INPUT DATA: Begin

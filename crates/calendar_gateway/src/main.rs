// Calendar Gateway Server
//
// OAuth broker and calendar proxy for the Microsoft Graph calendar API.

use calendar_gateway::config::Settings;
use calendar_gateway::server;

#[tokio::main]
async fn main() -> anyhow::Result<()> {
    // Initialize tracing
    tracing_subscriber::fmt()
        .with_env_filter(
            tracing_subscriber::EnvFilter::try_from_default_env()
                .unwrap_or_else(|_| tracing_subscriber::EnvFilter::new("info")),
        )
        .init();

    println!("Calendar Gateway Server");
    println!();

    let settings = Settings::load()?;
    println!("[OK] Configuration loaded: client_id={}", settings.client_id);
    if let Some(tenant) = &settings.tenant_id {
        println!("[OK] Tenant: {}", tenant);
    }

    server::start_server(settings).await
}
//! File-backed token persistence.
//!
//! A single JSON record holds the access/refresh token pair. The backing
//! file is the only source of truth: every load and save touches it
//! directly, so there is no in-memory state to fall out of sync.

use std::fs;
use std::path::{Path, PathBuf};
use std::sync::{Arc, Mutex};

use serde::{Deserialize, Serialize};
use tracing::{debug, warn};

use crate::error::{Error, Result};

/// The persisted credential record.
///
/// Both fields are written together on every update. A missing or unreadable
/// backing file yields a record with both fields absent; callers that need a
/// credential check the fields explicitly.
#[derive(Debug, Clone, Default, PartialEq, Eq, Serialize, Deserialize)]
pub struct TokenRecord {
    pub access_token: Option<String>,
    pub refresh_token: Option<String>,
}

/// Handle to the token file, cheap to clone into application state.
///
/// An internal lock serializes file access so concurrent handlers cannot
/// interleave partial read/write sequences.
#[derive(Debug, Clone)]
pub struct TokenStore {
    path: PathBuf,
    file_lock: Arc<Mutex<()>>,
}

impl TokenStore {
    /// Create a store backed by the given file path.
    pub fn new(path: impl Into<PathBuf>) -> Self {
        Self {
            path: path.into(),
            file_lock: Arc::new(Mutex::new(())),
        }
    }

    /// Default token file location: `~/.calendar_gateway/tokens.json`.
    pub fn default_path() -> Result<PathBuf> {
        let home = dirs::home_dir()
            .ok_or_else(|| Error::Config("Could not determine home directory".to_string()))?;
        Ok(home.join(".calendar_gateway").join("tokens.json"))
    }

    /// Read the persisted record.
    ///
    /// A missing file, or one that does not parse as the record shape,
    /// yields an all-absent record rather than an error.
    pub fn load(&self) -> TokenRecord {
        let _guard = self.file_lock.lock().unwrap();

        match fs::read_to_string(&self.path) {
            Ok(content) => match serde_json::from_str(&content) {
                Ok(record) => record,
                Err(e) => {
                    warn!(
                        "token file at {:?} is not a valid record, treating as empty: {}",
                        self.path, e
                    );
                    TokenRecord::default()
                }
            },
            Err(_) => TokenRecord::default(),
        }
    }

    /// Persist both tokens, overwriting the previous record wholesale.
    ///
    /// The record is written to a temp sibling and renamed into place so a
    /// crash cannot leave a half-written file.
    pub fn save(&self, access_token: &str, refresh_token: &str) -> Result<()> {
        let record = TokenRecord {
            access_token: Some(access_token.to_string()),
            refresh_token: Some(refresh_token.to_string()),
        };
        let content = serde_json::to_string_pretty(&record)?;

        let _guard = self.file_lock.lock().unwrap();

        if let Some(parent) = self.path.parent() {
            if !parent.as_os_str().is_empty() {
                fs::create_dir_all(parent)?;
            }
        }

        let temp_path = self.path.with_extension("json.tmp");
        fs::write(&temp_path, &content)?;
        fs::rename(&temp_path, &self.path)?;

        // Token material: owner-only on Unix.
        #[cfg(unix)]
        {
            use std::os::unix::fs::PermissionsExt;
            let _ = fs::set_permissions(&self.path, fs::Permissions::from_mode(0o600));
        }

        debug!("saved token record to {:?}", self.path);
        Ok(())
    }

    /// Path of the backing file.
    pub fn path(&self) -> &Path {
        &self.path
    }
}
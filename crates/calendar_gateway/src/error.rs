use thiserror::Error;

pub type Result<T> = std::result::Result<T, Error>;

#[derive(Error, Debug)]
pub enum Error {
    #[error("Configuration error: {0}")]
    Config(String),

    #[error("{0} is missing")]
    MissingCredential(&'static str),

    #[error("Token exchange failed: {status} - {body}")]
    TokenExchange { status: u16, body: String },

    #[error("Token refresh failed: {status} - {body}")]
    Refresh { status: u16, body: String },

    #[error("Downstream API error: HTTP {status}")]
    Downstream { status: u16, body: serde_json::Value },

    #[error("HTTP transport error: {0}")]
    Http(#[from] reqwest::Error),

    #[error(transparent)]
    Io(#[from] std::io::Error),

    #[error("Serialization error: {0}")]
    Serialization(#[from] serde_json::Error),

    #[error("Internal error: {0}")]
    Internal(String),
}
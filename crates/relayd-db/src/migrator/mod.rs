pub mod m20240101_000001_init_schema;

use sea_orm_migration::prelude::*;

pub struct Migrator;

#[async_trait::async_trait]
impl MigratorTrait for Migrator {
    fn migrations() -> Vec<Box<dyn MigrationTrait>> {
        vec![Box::new(m20240101_000001_init_schema::Migration)]
    }
}
//! The Repository interface the control session consumes during authentication and
//! tunnel provisioning, plus a SQLite-backed implementation of it.

use crate::entities::{client, tunnel};
use async_trait::async_trait;
use chrono::Utc;
use sea_orm::{
    ActiveModelTrait, ColumnTrait, DatabaseConnection, EntityTrait, QueryFilter, Set,
};
use sha2::{Digest, Sha256};
use std::collections::HashSet;
use thiserror::Error;
use uuid::Uuid;

#[derive(Debug, Error)]
pub enum RepositoryError {
    #[error("database error: {0}")]
    Database(#[from] sea_orm::DbErr),
    #[error("invalid id: {0}")]
    InvalidId(String),
}

/// Durable identity read during authentication. Read-only from the core's
/// perspective.
#[derive(Debug, Clone)]
pub struct Client {
    pub id: String,
    pub name: String,
    pub max_tunnels: i32,
    pub allowed_subdomains: HashSet<String>,
    pub status: String,
}

impl Client {
    pub fn is_active(&self) -> bool {
        self.status == "active"
    }
}

/// The durable half of a tunnel, mirrored by an in-memory `TunnelBinding` while
/// active.
#[derive(Debug, Clone)]
pub struct Tunnel {
    pub id: String,
    pub client_id: String,
    pub subdomain: Option<String>,
    pub protocol: String,
    pub local_host: String,
    pub local_port: u16,
    pub public_url: Option<String>,
    pub public_port: Option<u16>,
    pub status: String,
}

/// Deterministic hash used both to store a client's token and to look it up by the
/// token a connecting client presents. SHA-256 rather than a salted password hash
/// because equality lookup on a high-entropy API token, not password verification,
/// is what's needed here.
pub fn hash_token(token: &str) -> String {
    let digest = Sha256::digest(token.as_bytes());
    hex::encode(digest)
}

#[async_trait]
pub trait Repository: Send + Sync {
    async fn get_client_by_token(&self, token: &str) -> Result<Option<Client>, RepositoryError>;
    async fn create_tunnel(&self, tunnel: &Tunnel) -> Result<(), RepositoryError>;
    async fn get_tunnel_by_subdomain(&self, subdomain: &str) -> Result<Option<Tunnel>, RepositoryError>;
    async fn close_tunnel(&self, id: &str) -> Result<(), RepositoryError>;
    async fn get_active_tunnels_by_client(&self, client_id: &str) -> Result<Vec<Tunnel>, RepositoryError>;

    /// Marks every `active` tunnel row closed without touching the Registry, which
    /// has no entries yet at process start. Clients reconnect and re-provision; this
    /// only prevents stale rows from a previous process from shadowing fresh
    /// subdomain/port allocations under the partial unique indexes.
    async fn close_all_active_tunnels(&self) -> Result<u64, RepositoryError>;
}

pub struct SqliteRepository {
    db: DatabaseConnection,
}

impl SqliteRepository {
    pub fn new(db: DatabaseConnection) -> Self {
        Self { db }
    }
}

fn parse_uuid(id: &str) -> Result<Uuid, RepositoryError> {
    Uuid::parse_str(id).map_err(|_| RepositoryError::InvalidId(id.to_string()))
}

impl From<client::Model> for Client {
    fn from(model: client::Model) -> Self {
        let allowed_subdomains = model.allowed_subdomains_set();
        Client {
            id: model.id.to_string(),
            name: model.name,
            max_tunnels: model.max_tunnels,
            allowed_subdomains,
            status: model.status,
        }
    }
}

impl From<tunnel::Model> for Tunnel {
    fn from(model: tunnel::Model) -> Self {
        Tunnel {
            id: model.id.to_string(),
            client_id: model.client_id.to_string(),
            subdomain: model.subdomain,
            protocol: model.protocol,
            local_host: model.local_host,
            local_port: model.local_port as u16,
            public_url: model.public_url,
            public_port: model.public_port.map(|p| p as u16),
            status: model.status,
        }
    }
}

#[async_trait]
impl Repository for SqliteRepository {
    async fn get_client_by_token(&self, token: &str) -> Result<Option<Client>, RepositoryError> {
        let hashed = hash_token(token);
        let model = client::Entity::find()
            .filter(client::Column::TokenHash.eq(hashed))
            .one(&self.db)
            .await?;
        Ok(model.map(Client::from))
    }

    async fn create_tunnel(&self, tunnel: &Tunnel) -> Result<(), RepositoryError> {
        let active = tunnel::ActiveModel {
            id: Set(parse_uuid(&tunnel.id)?),
            client_id: Set(parse_uuid(&tunnel.client_id)?),
            subdomain: Set(tunnel.subdomain.clone()),
            protocol: Set(tunnel.protocol.clone()),
            local_host: Set(tunnel.local_host.clone()),
            local_port: Set(tunnel.local_port as i32),
            public_url: Set(tunnel.public_url.clone()),
            public_port: Set(tunnel.public_port.map(|p| p as i32)),
            created_at: Set(Utc::now().into()),
            closed_at: Set(None),
            status: Set(tunnel.status.clone()),
        };
        active.insert(&self.db).await?;
        Ok(())
    }

    async fn get_tunnel_by_subdomain(&self, subdomain: &str) -> Result<Option<Tunnel>, RepositoryError> {
        let model = tunnel::Entity::find()
            .filter(tunnel::Column::Subdomain.eq(subdomain))
            .filter(tunnel::Column::Status.eq("active"))
            .one(&self.db)
            .await?;
        Ok(model.map(Tunnel::from))
    }

    async fn close_tunnel(&self, id: &str) -> Result<(), RepositoryError> {
        let uuid = parse_uuid(id)?;
        if let Some(model) = tunnel::Entity::find_by_id(uuid).one(&self.db).await? {
            let mut active: tunnel::ActiveModel = model.into();
            active.status = Set("closed".to_string());
            active.closed_at = Set(Some(Utc::now().into()));
            active.update(&self.db).await?;
        }
        Ok(())
    }

    async fn get_active_tunnels_by_client(&self, client_id: &str) -> Result<Vec<Tunnel>, RepositoryError> {
        let uuid = parse_uuid(client_id)?;
        let models = tunnel::Entity::find()
            .filter(tunnel::Column::ClientId.eq(uuid))
            .filter(tunnel::Column::Status.eq("active"))
            .all(&self.db)
            .await?;
        Ok(models.into_iter().map(Tunnel::from).collect())
    }

    async fn close_all_active_tunnels(&self) -> Result<u64, RepositoryError> {
        let active = tunnel::Entity::find()
            .filter(tunnel::Column::Status.eq("active"))
            .all(&self.db)
            .await?;
        let count = active.len() as u64;
        for model in active {
            let mut active_model: tunnel::ActiveModel = model.into();
            active_model.status = Set("closed".to_string());
            active_model.closed_at = Set(Some(Utc::now().into()));
            active_model.update(&self.db).await?;
        }
        Ok(count)
    }
}
//! Stream multiplexer: many independent bidirectional byte streams over one accepted
//! TCP connection, used to carry public traffic to a tunnel client once its mux
//! session has been established (§4.E).

pub mod frame;
pub mod session;

pub use frame::{Frame, FrameType, MuxError, StreamId, HEADER_SIZE, MAX_FRAME_SIZE};
pub use session::{MuxSession, MuxStream};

INPUT DATA: End

Your task for the entries above: copy exactly the span starting with the line with "during authentication and" and going on through the line with "use std::collections::HashSet;", both lines included, and nothing else.

//! The Repository interface the control session consumes during authentication and
//! tunnel provisioning, plus a SQLite-backed implementation of it.

use crate::entities::{client, tunnel};
use async_trait::async_trait;
use chrono::Utc;
use sea_orm::{
    ActiveModelTrait, ColumnTrait, DatabaseConnection, EntityTrait, QueryFilter, Set,
};
use sha2::{Digest, Sha256};
use std::collections::HashSet;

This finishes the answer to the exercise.